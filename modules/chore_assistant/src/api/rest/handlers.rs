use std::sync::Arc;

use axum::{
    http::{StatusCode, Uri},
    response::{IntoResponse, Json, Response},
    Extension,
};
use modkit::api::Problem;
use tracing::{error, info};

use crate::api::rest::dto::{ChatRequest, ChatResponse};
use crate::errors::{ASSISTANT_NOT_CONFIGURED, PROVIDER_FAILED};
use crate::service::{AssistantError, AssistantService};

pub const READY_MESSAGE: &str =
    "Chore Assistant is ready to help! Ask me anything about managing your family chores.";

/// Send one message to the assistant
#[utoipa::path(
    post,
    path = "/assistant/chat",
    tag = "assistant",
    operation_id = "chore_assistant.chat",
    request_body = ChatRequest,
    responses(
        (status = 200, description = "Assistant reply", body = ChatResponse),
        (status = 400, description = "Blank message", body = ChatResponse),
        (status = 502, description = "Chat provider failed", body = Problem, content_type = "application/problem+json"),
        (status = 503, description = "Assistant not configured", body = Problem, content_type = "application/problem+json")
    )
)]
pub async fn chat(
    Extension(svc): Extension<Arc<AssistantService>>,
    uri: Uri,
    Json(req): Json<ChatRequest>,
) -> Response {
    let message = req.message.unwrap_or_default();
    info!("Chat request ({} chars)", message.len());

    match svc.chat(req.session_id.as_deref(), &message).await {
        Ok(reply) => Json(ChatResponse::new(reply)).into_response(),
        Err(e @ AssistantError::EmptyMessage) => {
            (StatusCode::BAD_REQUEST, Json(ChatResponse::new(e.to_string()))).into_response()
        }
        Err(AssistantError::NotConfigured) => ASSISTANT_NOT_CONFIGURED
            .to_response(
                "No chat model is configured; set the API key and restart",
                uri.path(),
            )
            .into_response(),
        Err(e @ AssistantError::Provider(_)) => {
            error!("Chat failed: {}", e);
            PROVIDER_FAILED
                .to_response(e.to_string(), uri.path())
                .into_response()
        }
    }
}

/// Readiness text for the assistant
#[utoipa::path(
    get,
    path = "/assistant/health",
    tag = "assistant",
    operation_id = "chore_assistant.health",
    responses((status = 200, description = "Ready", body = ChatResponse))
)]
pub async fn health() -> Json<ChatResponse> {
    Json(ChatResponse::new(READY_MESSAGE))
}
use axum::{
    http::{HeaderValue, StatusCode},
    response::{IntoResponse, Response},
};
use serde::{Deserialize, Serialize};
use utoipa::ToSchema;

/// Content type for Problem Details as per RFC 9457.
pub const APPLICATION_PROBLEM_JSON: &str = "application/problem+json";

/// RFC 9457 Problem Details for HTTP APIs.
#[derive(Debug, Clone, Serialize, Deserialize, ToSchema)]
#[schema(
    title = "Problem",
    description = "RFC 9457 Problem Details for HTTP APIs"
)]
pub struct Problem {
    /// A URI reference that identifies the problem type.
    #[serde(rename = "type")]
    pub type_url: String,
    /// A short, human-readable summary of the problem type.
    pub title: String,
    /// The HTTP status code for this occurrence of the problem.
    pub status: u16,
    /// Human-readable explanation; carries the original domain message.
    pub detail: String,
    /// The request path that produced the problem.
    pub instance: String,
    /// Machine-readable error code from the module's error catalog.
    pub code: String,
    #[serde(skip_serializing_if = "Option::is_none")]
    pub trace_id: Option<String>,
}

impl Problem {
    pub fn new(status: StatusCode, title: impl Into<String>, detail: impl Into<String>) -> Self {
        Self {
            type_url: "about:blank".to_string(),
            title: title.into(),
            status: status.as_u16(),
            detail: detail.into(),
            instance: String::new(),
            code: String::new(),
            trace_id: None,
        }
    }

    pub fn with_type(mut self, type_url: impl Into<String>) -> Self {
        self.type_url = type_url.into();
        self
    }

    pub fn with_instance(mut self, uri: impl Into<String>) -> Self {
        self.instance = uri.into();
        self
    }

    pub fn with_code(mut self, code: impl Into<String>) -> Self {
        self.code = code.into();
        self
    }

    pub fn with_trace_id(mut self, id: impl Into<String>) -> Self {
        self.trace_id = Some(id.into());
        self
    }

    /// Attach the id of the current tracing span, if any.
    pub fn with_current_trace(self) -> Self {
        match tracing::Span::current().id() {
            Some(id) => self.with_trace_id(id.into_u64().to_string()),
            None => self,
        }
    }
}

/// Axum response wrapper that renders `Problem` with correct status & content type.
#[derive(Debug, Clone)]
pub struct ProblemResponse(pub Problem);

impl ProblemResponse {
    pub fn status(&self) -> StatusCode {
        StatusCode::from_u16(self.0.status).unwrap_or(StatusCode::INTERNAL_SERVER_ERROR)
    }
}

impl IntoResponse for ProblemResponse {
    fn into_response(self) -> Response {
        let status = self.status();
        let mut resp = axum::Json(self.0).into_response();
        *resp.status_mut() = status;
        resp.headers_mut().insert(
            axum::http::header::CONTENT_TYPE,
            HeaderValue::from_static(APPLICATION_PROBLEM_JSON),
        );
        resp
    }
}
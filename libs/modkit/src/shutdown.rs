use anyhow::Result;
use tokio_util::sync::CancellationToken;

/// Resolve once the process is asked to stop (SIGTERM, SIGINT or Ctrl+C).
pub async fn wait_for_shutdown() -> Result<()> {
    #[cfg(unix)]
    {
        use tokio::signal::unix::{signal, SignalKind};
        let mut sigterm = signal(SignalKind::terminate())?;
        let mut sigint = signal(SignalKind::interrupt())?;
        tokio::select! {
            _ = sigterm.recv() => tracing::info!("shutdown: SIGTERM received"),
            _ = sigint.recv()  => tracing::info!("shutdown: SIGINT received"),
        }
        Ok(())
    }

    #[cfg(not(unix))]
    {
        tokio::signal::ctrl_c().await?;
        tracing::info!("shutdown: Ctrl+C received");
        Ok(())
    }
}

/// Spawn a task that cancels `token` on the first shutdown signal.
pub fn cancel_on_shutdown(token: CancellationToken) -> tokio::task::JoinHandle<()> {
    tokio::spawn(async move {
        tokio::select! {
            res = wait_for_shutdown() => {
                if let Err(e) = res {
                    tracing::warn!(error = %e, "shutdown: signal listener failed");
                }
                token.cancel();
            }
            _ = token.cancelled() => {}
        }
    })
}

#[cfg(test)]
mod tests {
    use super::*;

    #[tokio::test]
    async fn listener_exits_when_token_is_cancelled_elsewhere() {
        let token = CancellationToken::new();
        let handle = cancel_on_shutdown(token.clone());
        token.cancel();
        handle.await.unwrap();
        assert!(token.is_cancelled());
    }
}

________________________

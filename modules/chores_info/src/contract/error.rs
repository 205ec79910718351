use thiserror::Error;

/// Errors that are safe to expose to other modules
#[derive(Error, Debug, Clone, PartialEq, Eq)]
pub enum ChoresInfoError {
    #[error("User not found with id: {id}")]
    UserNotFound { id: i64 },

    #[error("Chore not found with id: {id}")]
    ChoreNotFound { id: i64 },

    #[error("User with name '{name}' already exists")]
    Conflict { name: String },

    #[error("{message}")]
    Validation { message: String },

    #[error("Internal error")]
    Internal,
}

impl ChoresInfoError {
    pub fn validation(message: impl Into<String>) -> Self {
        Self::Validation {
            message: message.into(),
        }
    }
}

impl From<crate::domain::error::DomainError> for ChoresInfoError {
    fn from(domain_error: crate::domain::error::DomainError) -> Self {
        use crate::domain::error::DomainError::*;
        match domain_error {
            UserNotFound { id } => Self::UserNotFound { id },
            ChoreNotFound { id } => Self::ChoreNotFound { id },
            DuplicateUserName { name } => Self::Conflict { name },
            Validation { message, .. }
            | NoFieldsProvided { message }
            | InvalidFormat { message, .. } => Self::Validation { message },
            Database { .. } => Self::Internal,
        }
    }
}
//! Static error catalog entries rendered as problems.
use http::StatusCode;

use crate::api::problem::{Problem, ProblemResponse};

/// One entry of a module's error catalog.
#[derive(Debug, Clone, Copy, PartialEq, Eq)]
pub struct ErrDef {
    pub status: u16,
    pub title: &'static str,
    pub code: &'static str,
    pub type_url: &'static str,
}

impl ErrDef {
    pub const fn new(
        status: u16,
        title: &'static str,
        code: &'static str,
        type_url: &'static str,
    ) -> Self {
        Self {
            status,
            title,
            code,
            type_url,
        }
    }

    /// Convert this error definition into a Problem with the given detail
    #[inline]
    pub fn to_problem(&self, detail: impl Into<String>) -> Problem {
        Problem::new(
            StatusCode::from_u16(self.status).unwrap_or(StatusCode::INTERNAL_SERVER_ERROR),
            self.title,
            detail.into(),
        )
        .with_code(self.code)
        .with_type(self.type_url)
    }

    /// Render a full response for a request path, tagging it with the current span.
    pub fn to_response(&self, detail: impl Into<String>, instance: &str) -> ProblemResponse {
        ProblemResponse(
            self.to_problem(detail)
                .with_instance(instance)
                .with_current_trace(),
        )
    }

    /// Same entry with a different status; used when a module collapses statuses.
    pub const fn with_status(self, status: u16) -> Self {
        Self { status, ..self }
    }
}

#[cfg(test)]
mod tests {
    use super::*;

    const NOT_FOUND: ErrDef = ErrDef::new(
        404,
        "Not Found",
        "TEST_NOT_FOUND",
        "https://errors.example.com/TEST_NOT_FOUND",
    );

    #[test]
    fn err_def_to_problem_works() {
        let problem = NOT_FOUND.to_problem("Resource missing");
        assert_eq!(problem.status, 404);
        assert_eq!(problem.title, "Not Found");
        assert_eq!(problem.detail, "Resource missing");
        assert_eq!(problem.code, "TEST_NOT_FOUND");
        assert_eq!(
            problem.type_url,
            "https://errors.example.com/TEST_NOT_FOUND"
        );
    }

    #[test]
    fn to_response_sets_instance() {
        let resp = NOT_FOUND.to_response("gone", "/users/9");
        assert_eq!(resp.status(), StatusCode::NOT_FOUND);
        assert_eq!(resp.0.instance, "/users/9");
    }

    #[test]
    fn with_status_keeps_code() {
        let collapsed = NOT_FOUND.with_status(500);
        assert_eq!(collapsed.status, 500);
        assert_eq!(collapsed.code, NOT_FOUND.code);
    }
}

________________________

# Exercise directions
In the material above, find every line that has the string "HeaderValue" and pull those lines out.

# Solved exercise
    http::{HeaderValue, StatusCode},
            HeaderValue::from_static(APPLICATION_PROBLEM_JSON),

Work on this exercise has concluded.